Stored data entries
/---

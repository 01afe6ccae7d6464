//! Generic parameters functions

// ---------------------------------------------------------------------------
// IMPORTS
// ---------------------------------------------------------------------------

use serde::de::DeserializeOwned;
use std::fs::read_to_string;
use thiserror::Error;

// ---------------------------------------------------------------------------
// ENUMERATIONS
// ---------------------------------------------------------------------------

/// An error that occurs during loading of a parameter file.
#[derive(Debug, Error)]
pub enum LoadError {
    #[error("The software root environment variable (ATOM_SW_ROOT) is not set")]
    SwRootNotSet,

    #[error("Cannot load the parameter file: {0}")]
    FileLoadError(std::io::Error),

    #[error("Cannot read the parameter file: {0}")]
    DeserialiseError(toml::de::Error),
}

// ---------------------------------------------------------------------------
// PUBLIC FUNCTIONS
// ---------------------------------------------------------------------------

/// Load a parameter file.
///
/// The file path is relative to the software root's `params` directory.
pub fn load<P>(param_file_path: &str) -> Result<P, LoadError>
where
    P: DeserializeOwned,
{
    let mut path = crate::host::get_sw_root().map_err(|_| LoadError::SwRootNotSet)?;
    path.push("params");
    path.push(param_file_path);

    let params_str = match read_to_string(path) {
        Ok(s) => s,
        Err(e) => return Err(LoadError::FileLoadError(e)),
    };

    match toml::from_str(params_str.as_str()) {
        Ok(p) => Ok(p),
        Err(e) => Err(LoadError::DeserialiseError(e)),
    }
}

/// Parse a parameter structure directly from a TOML string.
///
/// Used by tests and tools which carry their parameters inline rather than in
/// a file under `params/`.
pub fn from_str<P>(params_str: &str) -> Result<P, LoadError>
where
    P: DeserializeOwned,
{
    toml::from_str(params_str).map_err(LoadError::DeserialiseError)
}
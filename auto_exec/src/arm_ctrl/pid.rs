//! PID controller for the arm axes

// ---------------------------------------------------------------------------
// IMPORTS
// ---------------------------------------------------------------------------

use serde::Serialize;

// ---------------------------------------------------------------------------
// DATA STRUCTURES
// ---------------------------------------------------------------------------

/// A PID controller.
///
/// Time is passed in explicitly by the caller, sampled from the tick clock.
/// The controller never reads a wall clock itself, so a tick that was delayed
/// by the host still integrates over the real elapsed interval.
#[derive(Debug, Serialize, Clone)]
pub struct PidController {
    /// Proportional gain
    k_p: f64,

    /// Integral gain
    k_i: f64,

    /// Derivative gain
    k_d: f64,

    /// Time at which the error was last passed in
    prev_time_s: Option<f64>,

    /// Previous error
    prev_error: Option<f64>,

    /// The integral accumulation
    integral: f64,
}

// ---------------------------------------------------------------------------
// IMPLEMENTATIONS
// ---------------------------------------------------------------------------

impl PidController {
    /// Create a new controller with the given gains.
    pub fn new(k_p: f64, k_i: f64, k_d: f64) -> Self {
        Self {
            k_p,
            k_i,
            k_d,
            prev_time_s: None,
            prev_error: None,
            integral: 0.0,
        }
    }

    /// Clear the accumulated state, ready for a new target.
    pub fn reset(&mut self) {
        self.prev_time_s = None;
        self.prev_error = None;
        self.integral = 0.0;
    }

    /// Get the value of the controller for the given error at the given time.
    pub fn get(&mut self, error: f64, time_s: f64) -> f64 {
        let dt = self.prev_time_s.map(|t0| time_s - t0);

        // Accumulate the integral term.
        //
        // If there's no time difference then we don't accumulate the
        // integral. The other option is to add on the error and that would
        // produce a large spike in integral compared to normal operation, so
        // we don't do this.
        self.integral += match dt {
            Some(t) => error * t,
            None => 0.0,
        };

        // Calculate the derivative, again assuming none when there is no
        // time difference.
        let deriv = match (self.prev_error, dt) {
            (Some(e), Some(t)) if t > 0.0 => (error - e) / t,
            _ => 0.0,
        };

        let out = self.k_p * error + self.k_i * self.integral + self.k_d * deriv;

        self.prev_error = Some(error);
        self.prev_time_s = Some(time_s);

        out
    }
}

// ---------------------------------------------------------------------------
// TESTS
// ---------------------------------------------------------------------------

#[cfg(test)]
mod test {
    use super::*;

    #[test]
    fn test_proportional_only() {
        let mut pid = PidController::new(0.5, 0.0, 0.0);

        assert_eq!(pid.get(10.0, 0.0), 5.0);
        assert_eq!(pid.get(-4.0, 0.1), -2.0);
    }

    #[test]
    fn test_integral_accumulates_over_tick_time() {
        let mut pid = PidController::new(0.0, 1.0, 0.0);

        // First sample has no dt so no accumulation
        assert_eq!(pid.get(2.0, 0.0), 0.0);
        // One second at error 2 adds 2 to the integral
        assert_eq!(pid.get(2.0, 1.0), 2.0);
        assert_eq!(pid.get(2.0, 2.0), 4.0);

        pid.reset();
        assert_eq!(pid.get(2.0, 3.0), 0.0);
    }
}
//! Host environment utility functions

// ---------------------------------------------------------------------------
// IMPORTS
// ---------------------------------------------------------------------------

use std::path::PathBuf;
use thiserror::Error;

// ---------------------------------------------------------------------------
// CONSTANTS
// ---------------------------------------------------------------------------

/// Name of the environment variable pointing at the software root directory.
pub const SW_ROOT_ENV_VAR: &str = "ATOM_SW_ROOT";

// ---------------------------------------------------------------------------
// ENUMERATIONS
// ---------------------------------------------------------------------------

/// Errors associated with locating the software root.
#[derive(Debug, Error)]
pub enum HostError {
    #[error("The software root environment variable (ATOM_SW_ROOT) is not set")]
    SwRootNotSet,
}

// ---------------------------------------------------------------------------
// PUBLIC FUNCTIONS
// ---------------------------------------------------------------------------

/// Get the path to the software root directory.
///
/// The root is the checkout directory containing `params/` and `sessions/`,
/// and is pointed at by the `ATOM_SW_ROOT` environment variable.
pub fn get_sw_root() -> Result<PathBuf, HostError> {
    match std::env::var(SW_ROOT_ENV_VAR) {
        Ok(p) => Ok(PathBuf::from(p)),
        Err(_) => Err(HostError::SwRootNotSet),
    }
}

\---

**The task**
Collect the lines of the data that carry the word "HostError".

**Expected answer**
pub enum HostError {
pub fn get_sw_root() -> Result<PathBuf, HostError> {
        Err(_) => Err(HostError::SwRootNotSet),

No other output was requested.